[Stored items]

-*-

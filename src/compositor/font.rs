//! Font loading and text measurement for the compositor.
//!
//! No font ships with the crate: callers either point at a TTF explicitly or
//! let [`FontStore::discover`] probe the usual system locations for a bold +
//! regular sans pair.

use std::path::Path;

use rusttype::{point, Font, Scale};

use crate::compositor::layout::TextMeasure;
use crate::error::{Error, Result};

/// Bold/regular sans pair used for all card text. Headlines, the sticker
/// label and the watermark use the bold face; the source byline uses the
/// regular face.
pub struct FontStore {
    bold: Font<'static>,
    regular: Font<'static>,
}

/// (bold, regular) candidates probed by `discover`, most common first.
const SYSTEM_FONT_CANDIDATES: &[(&str, &str)] = &[
    (
        "/usr/share/fonts/truetype/dejavu/DejaVuSans-Bold.ttf",
        "/usr/share/fonts/truetype/dejavu/DejaVuSans.ttf",
    ),
    (
        "/usr/share/fonts/dejavu-sans-fonts/DejaVuSans-Bold.ttf",
        "/usr/share/fonts/dejavu-sans-fonts/DejaVuSans.ttf",
    ),
    (
        "/usr/share/fonts/TTF/DejaVuSans-Bold.ttf",
        "/usr/share/fonts/TTF/DejaVuSans.ttf",
    ),
    (
        "/usr/share/fonts/truetype/liberation/LiberationSans-Bold.ttf",
        "/usr/share/fonts/truetype/liberation/LiberationSans-Regular.ttf",
    ),
    (
        "/usr/share/fonts/liberation-sans/LiberationSans-Bold.ttf",
        "/usr/share/fonts/liberation-sans/LiberationSans-Regular.ttf",
    ),
    (
        "/System/Library/Fonts/Supplemental/Arial Bold.ttf",
        "/System/Library/Fonts/Supplemental/Arial.ttf",
    ),
    ("C:\\Windows\\Fonts\\arialbd.ttf", "C:\\Windows\\Fonts\\arial.ttf"),
];

fn load_font(path: &Path) -> Result<Font<'static>> {
    let bytes = std::fs::read(path)
        .map_err(|e| Error::FontError(format!("failed to read {}: {e}", path.display())))?;
    Font::try_from_vec(bytes)
        .ok_or_else(|| Error::FontError(format!("not a usable TTF: {}", path.display())))
}

impl FontStore {
    /// Load a bold/regular pair from explicit paths.
    pub fn from_paths(bold: &Path, regular: &Path) -> Result<Self> {
        Ok(Self { bold: load_font(bold)?, regular: load_font(regular)? })
    }

    /// Load a single TTF and use it for both weights.
    pub fn from_path(path: &Path) -> Result<Self> {
        let font = load_font(path)?;
        Ok(Self { bold: font.clone(), regular: font })
    }

    /// Build from in-memory TTF data (one face for both weights).
    pub fn from_bytes(data: Vec<u8>) -> Result<Self> {
        let font = Font::try_from_vec(data)
            .ok_or_else(|| Error::FontError("not a usable TTF".into()))?;
        Ok(Self { bold: font.clone(), regular: font })
    }

    /// Probe well-known system font locations for a sans pair.
    pub fn discover() -> Result<Self> {
        for (bold, regular) in SYSTEM_FONT_CANDIDATES {
            let bold_path = Path::new(bold);
            if !bold_path.exists() {
                continue;
            }
            let regular_path = Path::new(regular);
            log::debug!("using system font pair: {bold} / {regular}");
            return if regular_path.exists() {
                Self::from_paths(bold_path, regular_path)
            } else {
                Self::from_path(bold_path)
            };
        }
        Err(Error::FontError(
            "no system sans font found; pass an explicit TTF path".into(),
        ))
    }

    pub fn bold(&self) -> &Font<'static> {
        &self.bold
    }

    pub fn regular(&self) -> &Font<'static> {
        &self.regular
    }
}

/// Advance width of `text` in a given face, kerning included.
pub fn advance_width(font: &Font<'static>, text: &str, px: f32) -> f32 {
    let scale = Scale::uniform(px);
    font.layout(text, scale, point(0.0, 0.0))
        .last()
        .map(|g| g.position().x + g.unpositioned().h_metrics().advance_width)
        .unwrap_or(0.0)
}

// Headlines are wrapped against the bold face.
impl TextMeasure for FontStore {
    fn text_width(&self, text: &str, px: f32) -> f32 {
        advance_width(&self.bold, text, px)
    }
}

#[cfg(test)]
mod tests {
    use super::*;
    use crate::compositor::layout::TextMeasure;

    #[test]
    fn missing_font_path_is_an_error() {
        let err = FontStore::from_path(Path::new("/nonexistent/font.ttf"));
        assert!(matches!(err, Err(Error::FontError(_))));
    }

    #[test]
    fn measured_width_grows_with_text() {
        // Needs a system font; skip quietly on bare machines, the same way
        // network tests skip without network.
        let Ok(fonts) = FontStore::discover() else {
            eprintln!("no system font available, skipping");
            return;
        };
        let short = fonts.text_width("hi", 70.0);
        let long = fonts.text_width("hi there, reader", 70.0);
        assert!(short > 0.0);
        assert!(long > short);
        assert_eq!(fonts.text_width("", 70.0), 0.0);
    }
}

-*-

▸ **PROMPT**: Transcribe verbatim. Cover the lines from the first line of the entries above to the line containing "Headlines, the sticker", inclusive.

▸ **REPLY**:
filename src/compositor/font.rs
//! Font loading and text measurement for the compositor.
//!
//! No font ships with the crate: callers either point at a TTF explicitly or
//! let [`FontStore::discover`] probe the usual system locations for a bold +
//! regular sans pair.

use std::path::Path;

use rusttype::{point, Font, Scale};

use crate::compositor::layout::TextMeasure;
use crate::error::{Error, Result};

/// Bold/regular sans pair used for all card text. Headlines, the sticker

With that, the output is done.